▶ [BRIEF]: Only one stretch of the listing below is wanted. Begin at the line that has "into result-building closures.", stop after the line that has "ordinal of array", and repeat every line in between exactly.

▶ [EXTRACTED DATA]:
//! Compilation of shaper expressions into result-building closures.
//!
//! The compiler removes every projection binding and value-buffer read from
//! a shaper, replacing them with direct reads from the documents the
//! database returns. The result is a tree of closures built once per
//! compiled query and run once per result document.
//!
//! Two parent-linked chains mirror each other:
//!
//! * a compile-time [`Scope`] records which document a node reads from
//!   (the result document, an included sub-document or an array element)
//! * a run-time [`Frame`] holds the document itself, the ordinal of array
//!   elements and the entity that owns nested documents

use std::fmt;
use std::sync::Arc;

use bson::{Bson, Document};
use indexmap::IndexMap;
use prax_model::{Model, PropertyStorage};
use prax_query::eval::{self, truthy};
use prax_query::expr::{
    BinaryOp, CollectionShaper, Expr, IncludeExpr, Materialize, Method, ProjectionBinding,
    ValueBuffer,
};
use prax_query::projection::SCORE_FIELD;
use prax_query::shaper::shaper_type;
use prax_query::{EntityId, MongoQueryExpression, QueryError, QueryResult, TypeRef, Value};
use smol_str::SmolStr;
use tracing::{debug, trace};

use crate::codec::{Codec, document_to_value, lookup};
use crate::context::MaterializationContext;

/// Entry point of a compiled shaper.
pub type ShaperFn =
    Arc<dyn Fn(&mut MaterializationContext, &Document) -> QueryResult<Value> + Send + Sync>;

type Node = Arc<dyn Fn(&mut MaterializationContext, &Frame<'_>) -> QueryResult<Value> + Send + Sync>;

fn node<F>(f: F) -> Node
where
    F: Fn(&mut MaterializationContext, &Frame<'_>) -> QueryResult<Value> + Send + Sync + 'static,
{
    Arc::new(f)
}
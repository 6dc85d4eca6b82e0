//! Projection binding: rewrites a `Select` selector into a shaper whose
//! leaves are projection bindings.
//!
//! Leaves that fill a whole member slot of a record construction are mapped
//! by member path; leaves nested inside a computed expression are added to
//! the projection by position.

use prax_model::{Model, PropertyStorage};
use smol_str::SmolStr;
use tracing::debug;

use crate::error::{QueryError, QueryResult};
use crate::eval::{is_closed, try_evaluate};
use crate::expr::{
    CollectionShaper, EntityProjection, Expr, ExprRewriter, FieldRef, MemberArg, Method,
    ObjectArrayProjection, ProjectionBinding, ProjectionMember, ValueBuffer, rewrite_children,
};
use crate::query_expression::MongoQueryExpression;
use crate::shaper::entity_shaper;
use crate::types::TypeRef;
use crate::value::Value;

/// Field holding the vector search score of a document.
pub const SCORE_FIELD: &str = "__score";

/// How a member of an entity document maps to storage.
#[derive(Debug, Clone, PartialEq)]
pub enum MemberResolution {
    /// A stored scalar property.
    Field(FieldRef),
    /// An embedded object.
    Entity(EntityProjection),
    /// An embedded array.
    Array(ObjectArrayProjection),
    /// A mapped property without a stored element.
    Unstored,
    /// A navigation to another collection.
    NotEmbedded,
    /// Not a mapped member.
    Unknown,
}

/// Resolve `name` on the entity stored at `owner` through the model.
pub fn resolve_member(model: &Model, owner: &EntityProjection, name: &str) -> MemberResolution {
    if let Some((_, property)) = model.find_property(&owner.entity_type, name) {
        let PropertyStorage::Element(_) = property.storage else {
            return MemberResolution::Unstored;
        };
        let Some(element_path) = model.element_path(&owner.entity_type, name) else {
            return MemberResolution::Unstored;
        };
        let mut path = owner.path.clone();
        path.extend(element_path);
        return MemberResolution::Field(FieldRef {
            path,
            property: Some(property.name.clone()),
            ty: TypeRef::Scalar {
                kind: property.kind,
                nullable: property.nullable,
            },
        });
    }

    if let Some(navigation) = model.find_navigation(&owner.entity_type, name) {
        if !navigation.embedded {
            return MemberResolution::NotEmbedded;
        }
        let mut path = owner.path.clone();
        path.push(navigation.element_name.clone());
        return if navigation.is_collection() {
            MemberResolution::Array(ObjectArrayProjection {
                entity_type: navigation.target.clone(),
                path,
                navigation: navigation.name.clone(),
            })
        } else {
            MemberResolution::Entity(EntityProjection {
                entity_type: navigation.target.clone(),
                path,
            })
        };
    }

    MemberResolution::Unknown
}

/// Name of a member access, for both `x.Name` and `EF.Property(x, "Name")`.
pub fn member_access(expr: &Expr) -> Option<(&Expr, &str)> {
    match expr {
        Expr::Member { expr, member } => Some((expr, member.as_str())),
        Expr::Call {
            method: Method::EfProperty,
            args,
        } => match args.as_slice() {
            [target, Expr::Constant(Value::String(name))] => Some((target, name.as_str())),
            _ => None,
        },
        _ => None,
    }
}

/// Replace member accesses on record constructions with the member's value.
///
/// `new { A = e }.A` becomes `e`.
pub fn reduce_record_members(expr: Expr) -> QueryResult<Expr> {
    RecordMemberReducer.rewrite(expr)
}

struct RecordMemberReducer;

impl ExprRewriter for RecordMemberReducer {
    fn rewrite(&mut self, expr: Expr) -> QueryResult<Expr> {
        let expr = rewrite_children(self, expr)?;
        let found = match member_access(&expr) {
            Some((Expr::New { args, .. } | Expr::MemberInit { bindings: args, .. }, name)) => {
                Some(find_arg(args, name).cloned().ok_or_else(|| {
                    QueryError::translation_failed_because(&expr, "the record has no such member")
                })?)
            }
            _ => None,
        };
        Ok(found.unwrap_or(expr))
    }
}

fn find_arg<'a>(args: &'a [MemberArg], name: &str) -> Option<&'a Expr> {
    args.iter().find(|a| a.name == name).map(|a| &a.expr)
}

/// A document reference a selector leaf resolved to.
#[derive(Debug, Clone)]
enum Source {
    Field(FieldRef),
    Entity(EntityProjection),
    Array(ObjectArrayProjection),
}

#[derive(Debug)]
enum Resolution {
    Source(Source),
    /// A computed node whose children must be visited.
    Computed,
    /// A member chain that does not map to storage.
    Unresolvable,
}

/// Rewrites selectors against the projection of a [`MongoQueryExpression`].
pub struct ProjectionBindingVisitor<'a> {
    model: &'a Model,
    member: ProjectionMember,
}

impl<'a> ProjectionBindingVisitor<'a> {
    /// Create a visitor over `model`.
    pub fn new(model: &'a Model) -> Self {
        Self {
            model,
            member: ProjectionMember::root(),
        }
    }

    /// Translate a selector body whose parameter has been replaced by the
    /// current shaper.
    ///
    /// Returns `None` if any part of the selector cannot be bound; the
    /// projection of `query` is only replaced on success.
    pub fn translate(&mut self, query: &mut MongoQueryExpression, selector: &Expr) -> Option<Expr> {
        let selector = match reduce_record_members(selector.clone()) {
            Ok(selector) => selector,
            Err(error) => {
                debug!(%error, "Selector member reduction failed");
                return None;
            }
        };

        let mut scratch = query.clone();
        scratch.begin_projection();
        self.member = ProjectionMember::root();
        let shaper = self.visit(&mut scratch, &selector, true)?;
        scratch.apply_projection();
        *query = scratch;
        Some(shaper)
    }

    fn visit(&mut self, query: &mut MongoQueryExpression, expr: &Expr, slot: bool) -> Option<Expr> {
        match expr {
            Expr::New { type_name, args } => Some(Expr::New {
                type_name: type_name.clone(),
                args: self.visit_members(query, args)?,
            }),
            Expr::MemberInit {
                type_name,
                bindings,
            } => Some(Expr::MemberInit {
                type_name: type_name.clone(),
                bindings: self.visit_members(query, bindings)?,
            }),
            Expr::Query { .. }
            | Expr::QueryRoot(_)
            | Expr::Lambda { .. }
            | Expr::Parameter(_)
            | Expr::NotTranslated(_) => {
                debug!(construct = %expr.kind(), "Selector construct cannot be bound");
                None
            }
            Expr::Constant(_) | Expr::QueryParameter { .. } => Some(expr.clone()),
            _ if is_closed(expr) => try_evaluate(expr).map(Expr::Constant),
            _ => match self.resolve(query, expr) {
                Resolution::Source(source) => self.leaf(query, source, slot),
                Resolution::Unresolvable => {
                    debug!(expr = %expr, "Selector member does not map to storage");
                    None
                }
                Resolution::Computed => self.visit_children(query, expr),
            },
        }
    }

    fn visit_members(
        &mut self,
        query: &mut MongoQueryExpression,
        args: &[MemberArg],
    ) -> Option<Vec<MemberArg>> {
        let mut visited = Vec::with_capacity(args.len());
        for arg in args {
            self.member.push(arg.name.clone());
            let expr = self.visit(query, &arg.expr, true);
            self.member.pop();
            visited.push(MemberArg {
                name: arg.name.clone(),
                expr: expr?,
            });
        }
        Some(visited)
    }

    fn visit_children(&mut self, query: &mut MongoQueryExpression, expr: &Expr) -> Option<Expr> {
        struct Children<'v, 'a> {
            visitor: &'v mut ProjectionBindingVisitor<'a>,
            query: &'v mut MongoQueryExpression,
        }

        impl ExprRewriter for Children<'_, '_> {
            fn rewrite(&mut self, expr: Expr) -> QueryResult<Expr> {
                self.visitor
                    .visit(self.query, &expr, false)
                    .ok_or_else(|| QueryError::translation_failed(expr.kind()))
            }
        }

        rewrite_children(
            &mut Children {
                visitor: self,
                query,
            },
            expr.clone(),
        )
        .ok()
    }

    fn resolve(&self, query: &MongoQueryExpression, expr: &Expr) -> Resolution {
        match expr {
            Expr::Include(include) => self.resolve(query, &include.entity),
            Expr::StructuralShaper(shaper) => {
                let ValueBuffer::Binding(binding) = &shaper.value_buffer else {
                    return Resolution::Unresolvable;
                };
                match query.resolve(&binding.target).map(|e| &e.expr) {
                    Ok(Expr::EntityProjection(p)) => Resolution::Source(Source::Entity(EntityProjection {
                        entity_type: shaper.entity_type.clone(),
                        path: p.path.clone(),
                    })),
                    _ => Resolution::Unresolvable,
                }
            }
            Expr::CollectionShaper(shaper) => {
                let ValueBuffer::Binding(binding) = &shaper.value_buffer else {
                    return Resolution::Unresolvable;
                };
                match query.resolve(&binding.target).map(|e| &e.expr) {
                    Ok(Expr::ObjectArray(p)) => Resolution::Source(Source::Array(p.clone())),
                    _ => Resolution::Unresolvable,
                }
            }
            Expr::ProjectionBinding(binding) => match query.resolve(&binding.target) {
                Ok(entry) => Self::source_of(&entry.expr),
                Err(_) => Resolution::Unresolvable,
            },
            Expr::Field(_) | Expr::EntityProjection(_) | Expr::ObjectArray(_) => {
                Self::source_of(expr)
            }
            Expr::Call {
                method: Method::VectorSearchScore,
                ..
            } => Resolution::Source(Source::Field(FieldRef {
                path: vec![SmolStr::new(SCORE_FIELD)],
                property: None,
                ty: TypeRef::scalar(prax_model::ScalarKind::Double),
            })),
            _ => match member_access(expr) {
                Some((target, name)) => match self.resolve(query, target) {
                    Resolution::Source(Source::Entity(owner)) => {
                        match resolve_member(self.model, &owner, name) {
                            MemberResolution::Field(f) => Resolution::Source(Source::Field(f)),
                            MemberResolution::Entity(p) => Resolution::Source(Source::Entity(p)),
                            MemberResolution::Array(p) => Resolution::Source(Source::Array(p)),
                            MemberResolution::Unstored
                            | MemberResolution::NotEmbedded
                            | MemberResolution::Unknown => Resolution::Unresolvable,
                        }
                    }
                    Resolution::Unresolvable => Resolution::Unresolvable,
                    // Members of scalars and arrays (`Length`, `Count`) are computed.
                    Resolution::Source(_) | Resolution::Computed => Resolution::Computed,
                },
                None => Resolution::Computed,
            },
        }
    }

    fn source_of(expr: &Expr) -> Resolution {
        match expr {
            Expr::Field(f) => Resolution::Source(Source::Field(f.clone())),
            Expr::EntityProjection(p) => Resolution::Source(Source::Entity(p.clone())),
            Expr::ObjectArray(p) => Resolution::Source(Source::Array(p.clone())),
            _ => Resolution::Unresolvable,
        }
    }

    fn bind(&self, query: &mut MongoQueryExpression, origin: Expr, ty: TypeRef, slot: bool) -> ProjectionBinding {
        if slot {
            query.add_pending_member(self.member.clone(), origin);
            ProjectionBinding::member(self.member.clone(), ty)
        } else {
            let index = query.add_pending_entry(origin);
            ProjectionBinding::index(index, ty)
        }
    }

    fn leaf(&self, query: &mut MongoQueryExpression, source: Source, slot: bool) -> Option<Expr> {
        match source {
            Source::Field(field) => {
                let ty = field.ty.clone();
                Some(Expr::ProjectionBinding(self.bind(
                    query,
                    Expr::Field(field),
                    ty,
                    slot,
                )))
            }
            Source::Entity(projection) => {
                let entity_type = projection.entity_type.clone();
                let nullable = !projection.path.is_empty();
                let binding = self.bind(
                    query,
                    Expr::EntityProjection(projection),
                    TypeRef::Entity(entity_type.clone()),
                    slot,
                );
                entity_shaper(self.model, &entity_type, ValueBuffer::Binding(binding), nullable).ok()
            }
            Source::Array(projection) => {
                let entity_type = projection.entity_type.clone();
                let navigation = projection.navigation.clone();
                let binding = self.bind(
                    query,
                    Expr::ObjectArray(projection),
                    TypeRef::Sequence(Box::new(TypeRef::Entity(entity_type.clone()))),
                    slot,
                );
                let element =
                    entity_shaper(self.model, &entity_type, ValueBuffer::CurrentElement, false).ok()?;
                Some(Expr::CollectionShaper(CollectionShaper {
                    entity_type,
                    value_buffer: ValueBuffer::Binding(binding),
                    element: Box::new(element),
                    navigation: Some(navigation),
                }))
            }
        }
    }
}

* * *

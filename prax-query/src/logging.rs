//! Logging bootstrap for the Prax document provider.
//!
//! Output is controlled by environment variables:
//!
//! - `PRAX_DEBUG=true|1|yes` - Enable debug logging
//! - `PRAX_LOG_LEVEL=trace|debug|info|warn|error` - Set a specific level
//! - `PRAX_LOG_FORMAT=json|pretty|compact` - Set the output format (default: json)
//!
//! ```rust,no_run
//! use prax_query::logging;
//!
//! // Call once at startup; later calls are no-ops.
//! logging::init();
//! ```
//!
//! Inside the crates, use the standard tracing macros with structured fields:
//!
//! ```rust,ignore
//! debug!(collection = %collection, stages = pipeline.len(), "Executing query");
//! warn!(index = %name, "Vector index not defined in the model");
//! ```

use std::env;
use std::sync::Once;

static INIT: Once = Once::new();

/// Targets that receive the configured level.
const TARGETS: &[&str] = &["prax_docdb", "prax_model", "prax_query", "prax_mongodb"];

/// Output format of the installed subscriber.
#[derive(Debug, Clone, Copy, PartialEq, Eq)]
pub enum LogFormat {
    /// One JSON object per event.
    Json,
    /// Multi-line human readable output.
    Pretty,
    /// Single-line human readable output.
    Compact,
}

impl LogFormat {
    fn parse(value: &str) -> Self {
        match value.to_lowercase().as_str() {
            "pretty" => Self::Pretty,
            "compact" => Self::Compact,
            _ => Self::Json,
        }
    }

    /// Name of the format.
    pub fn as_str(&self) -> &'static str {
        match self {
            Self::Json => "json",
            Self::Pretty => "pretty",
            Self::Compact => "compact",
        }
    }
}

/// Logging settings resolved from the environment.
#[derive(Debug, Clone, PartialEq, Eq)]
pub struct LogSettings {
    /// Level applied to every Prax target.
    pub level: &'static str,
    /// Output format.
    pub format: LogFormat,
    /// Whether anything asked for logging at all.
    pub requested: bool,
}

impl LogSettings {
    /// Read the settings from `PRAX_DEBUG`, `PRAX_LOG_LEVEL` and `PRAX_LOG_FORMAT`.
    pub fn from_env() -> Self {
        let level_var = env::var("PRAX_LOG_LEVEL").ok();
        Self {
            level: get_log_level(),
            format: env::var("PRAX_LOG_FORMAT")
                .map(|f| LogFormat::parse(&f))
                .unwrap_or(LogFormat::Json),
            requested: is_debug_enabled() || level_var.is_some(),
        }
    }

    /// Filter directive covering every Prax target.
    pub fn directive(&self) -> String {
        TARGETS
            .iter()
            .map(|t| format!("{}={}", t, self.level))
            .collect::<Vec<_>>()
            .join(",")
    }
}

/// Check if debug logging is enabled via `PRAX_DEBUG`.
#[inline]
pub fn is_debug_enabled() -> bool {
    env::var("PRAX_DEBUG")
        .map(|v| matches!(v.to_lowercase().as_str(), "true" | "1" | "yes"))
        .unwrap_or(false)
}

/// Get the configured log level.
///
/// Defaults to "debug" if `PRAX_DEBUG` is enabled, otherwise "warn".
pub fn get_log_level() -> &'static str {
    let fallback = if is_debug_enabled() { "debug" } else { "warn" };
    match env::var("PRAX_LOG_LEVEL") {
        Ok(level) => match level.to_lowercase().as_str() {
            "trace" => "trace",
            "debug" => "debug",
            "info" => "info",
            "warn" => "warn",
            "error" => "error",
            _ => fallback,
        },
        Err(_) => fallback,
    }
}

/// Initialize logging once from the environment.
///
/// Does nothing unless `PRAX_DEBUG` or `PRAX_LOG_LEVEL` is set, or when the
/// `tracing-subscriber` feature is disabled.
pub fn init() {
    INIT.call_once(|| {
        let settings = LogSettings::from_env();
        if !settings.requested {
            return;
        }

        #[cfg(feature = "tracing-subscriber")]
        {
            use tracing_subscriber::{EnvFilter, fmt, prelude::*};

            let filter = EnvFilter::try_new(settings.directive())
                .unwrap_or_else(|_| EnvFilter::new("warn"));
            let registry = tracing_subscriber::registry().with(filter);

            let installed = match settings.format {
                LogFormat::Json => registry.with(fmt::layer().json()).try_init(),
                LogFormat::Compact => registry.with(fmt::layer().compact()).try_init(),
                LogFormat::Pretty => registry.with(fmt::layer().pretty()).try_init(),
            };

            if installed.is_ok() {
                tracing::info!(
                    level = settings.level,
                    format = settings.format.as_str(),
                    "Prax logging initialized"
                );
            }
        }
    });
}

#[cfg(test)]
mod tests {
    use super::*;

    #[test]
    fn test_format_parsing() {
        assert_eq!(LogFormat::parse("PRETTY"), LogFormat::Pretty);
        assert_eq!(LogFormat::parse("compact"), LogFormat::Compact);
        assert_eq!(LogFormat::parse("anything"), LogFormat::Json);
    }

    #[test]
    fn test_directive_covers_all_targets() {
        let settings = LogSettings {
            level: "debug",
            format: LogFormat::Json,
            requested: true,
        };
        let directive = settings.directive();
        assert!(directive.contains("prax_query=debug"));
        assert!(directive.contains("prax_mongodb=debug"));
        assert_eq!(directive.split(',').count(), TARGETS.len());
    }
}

==

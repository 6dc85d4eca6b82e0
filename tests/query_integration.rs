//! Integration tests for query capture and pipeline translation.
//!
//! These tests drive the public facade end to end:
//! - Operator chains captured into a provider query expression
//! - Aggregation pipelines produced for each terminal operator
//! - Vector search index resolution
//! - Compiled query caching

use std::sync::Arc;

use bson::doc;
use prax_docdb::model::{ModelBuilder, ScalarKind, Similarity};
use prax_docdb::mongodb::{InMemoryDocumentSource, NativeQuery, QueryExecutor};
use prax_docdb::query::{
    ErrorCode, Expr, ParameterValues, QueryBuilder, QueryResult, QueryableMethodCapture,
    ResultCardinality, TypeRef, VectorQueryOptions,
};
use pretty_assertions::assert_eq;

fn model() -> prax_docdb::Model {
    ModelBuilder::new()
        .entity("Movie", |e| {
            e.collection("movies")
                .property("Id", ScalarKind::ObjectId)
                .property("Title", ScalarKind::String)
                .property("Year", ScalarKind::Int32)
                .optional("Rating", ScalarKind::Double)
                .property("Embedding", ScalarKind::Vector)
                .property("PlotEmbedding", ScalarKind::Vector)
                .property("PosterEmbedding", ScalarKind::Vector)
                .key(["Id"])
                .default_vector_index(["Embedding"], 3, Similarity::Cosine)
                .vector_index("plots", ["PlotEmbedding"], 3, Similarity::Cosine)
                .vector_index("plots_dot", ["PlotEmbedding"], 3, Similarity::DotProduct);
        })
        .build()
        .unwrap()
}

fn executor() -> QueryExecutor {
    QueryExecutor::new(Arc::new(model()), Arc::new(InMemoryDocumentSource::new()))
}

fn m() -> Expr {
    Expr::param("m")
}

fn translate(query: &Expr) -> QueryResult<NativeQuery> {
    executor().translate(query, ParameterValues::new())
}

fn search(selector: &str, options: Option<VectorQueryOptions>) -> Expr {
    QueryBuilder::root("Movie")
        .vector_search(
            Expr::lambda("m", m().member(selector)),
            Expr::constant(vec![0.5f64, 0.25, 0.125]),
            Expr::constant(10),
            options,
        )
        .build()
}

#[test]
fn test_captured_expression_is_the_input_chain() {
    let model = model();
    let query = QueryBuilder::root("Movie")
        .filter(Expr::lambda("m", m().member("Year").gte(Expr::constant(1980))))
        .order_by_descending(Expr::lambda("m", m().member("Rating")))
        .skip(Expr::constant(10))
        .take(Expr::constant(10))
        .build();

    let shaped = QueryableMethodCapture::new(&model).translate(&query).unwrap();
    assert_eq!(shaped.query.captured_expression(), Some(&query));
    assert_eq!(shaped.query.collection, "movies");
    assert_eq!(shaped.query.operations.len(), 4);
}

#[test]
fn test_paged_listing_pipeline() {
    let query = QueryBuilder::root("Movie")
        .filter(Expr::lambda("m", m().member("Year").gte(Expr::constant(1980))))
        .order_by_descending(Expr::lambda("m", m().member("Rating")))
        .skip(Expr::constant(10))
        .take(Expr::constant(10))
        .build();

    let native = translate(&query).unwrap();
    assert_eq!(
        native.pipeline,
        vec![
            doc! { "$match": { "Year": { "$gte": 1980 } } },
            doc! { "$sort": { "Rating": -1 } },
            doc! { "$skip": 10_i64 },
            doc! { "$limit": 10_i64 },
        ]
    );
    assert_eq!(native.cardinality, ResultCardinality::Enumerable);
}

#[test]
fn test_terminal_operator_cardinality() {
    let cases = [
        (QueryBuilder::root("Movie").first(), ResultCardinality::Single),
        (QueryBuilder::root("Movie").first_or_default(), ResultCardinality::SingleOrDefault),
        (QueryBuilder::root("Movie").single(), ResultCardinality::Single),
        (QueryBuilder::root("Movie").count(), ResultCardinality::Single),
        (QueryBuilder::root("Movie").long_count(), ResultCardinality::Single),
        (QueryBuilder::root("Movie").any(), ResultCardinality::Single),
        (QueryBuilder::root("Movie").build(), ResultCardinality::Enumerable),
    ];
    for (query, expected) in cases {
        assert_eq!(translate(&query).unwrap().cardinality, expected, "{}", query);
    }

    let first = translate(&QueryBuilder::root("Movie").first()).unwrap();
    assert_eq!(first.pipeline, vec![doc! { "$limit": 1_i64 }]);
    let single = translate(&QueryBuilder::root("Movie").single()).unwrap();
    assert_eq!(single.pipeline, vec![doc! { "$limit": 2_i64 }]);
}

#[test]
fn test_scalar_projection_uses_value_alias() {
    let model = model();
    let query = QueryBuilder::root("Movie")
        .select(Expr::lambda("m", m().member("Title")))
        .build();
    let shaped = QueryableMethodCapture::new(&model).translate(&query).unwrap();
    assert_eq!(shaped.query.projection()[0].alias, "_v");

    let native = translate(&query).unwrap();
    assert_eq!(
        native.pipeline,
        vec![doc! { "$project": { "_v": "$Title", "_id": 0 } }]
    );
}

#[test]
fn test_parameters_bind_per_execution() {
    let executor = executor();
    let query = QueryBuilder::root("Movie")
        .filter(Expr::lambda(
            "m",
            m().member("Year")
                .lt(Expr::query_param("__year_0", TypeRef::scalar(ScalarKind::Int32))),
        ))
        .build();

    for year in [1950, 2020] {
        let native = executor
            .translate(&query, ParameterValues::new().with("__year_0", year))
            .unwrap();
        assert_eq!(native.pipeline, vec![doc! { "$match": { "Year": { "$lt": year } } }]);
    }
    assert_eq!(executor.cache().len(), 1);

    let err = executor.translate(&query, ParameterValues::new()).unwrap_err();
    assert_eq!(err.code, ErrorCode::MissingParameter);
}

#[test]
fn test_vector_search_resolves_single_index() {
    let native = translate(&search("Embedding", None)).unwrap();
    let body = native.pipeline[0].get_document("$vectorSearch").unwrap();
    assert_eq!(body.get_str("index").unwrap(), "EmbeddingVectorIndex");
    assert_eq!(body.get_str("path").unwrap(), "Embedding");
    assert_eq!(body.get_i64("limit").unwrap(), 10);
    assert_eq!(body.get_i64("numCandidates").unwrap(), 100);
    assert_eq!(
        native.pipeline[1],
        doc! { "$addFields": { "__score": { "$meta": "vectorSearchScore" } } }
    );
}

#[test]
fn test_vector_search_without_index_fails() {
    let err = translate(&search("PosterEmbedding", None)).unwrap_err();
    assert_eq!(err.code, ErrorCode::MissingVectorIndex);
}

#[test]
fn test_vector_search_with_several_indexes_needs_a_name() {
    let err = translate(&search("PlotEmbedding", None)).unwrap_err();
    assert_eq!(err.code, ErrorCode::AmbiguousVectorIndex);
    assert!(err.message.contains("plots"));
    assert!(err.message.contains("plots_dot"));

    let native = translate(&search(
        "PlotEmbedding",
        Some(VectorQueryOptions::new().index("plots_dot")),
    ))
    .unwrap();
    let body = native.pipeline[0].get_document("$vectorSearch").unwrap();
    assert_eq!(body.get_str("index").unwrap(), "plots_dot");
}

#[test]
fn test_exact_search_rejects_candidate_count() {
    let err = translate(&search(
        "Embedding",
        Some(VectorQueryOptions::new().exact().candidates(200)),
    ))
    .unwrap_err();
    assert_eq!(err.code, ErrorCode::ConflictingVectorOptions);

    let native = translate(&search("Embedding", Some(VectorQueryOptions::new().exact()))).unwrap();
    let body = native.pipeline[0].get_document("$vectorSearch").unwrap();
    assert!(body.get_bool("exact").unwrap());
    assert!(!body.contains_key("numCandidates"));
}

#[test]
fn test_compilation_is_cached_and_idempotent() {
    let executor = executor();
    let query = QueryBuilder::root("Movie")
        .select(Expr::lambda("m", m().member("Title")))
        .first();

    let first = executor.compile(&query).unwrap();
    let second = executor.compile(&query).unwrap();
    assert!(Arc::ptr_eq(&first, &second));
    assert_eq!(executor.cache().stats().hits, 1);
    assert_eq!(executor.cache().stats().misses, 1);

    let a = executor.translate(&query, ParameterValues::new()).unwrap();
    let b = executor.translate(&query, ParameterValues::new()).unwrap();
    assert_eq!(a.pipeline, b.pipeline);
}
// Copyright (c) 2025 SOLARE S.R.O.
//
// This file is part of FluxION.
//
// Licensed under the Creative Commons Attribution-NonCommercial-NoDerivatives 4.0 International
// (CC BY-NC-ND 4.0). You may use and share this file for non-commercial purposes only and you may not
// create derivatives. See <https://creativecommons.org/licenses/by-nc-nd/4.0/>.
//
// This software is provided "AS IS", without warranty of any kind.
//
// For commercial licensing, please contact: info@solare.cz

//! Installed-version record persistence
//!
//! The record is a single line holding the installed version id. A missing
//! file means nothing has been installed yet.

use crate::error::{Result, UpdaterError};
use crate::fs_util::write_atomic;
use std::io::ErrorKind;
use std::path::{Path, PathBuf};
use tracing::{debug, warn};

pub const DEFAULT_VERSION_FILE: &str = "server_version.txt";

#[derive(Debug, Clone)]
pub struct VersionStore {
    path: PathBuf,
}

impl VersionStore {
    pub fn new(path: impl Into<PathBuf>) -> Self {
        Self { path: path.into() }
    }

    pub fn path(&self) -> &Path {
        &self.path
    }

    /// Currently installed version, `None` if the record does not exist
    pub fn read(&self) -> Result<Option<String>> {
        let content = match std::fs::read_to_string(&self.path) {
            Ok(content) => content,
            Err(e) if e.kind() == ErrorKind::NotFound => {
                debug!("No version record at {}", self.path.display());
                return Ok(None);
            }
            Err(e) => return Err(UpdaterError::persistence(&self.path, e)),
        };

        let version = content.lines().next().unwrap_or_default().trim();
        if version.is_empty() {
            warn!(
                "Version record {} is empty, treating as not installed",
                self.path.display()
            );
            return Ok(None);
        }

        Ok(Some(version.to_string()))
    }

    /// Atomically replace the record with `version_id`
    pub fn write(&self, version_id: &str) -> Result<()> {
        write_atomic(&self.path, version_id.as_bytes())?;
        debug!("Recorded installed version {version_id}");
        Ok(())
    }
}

▶ [ANSWER SPACE]:
//! Compilation of shaper expressions into result-building closures.
//!
//! The compiler removes every projection binding and value-buffer read from
//! a shaper, replacing them with direct reads from the documents the
//! database returns. The result is a tree of closures built once per
//! compiled query and run once per result document.
//!
//! Two parent-linked chains mirror each other:
//!
//! * a compile-time [`Scope`] records which document a node reads from
//!   (the result document, an included sub-document or an array element)
//! * a run-time [`Frame`] holds the document itself, the ordinal of array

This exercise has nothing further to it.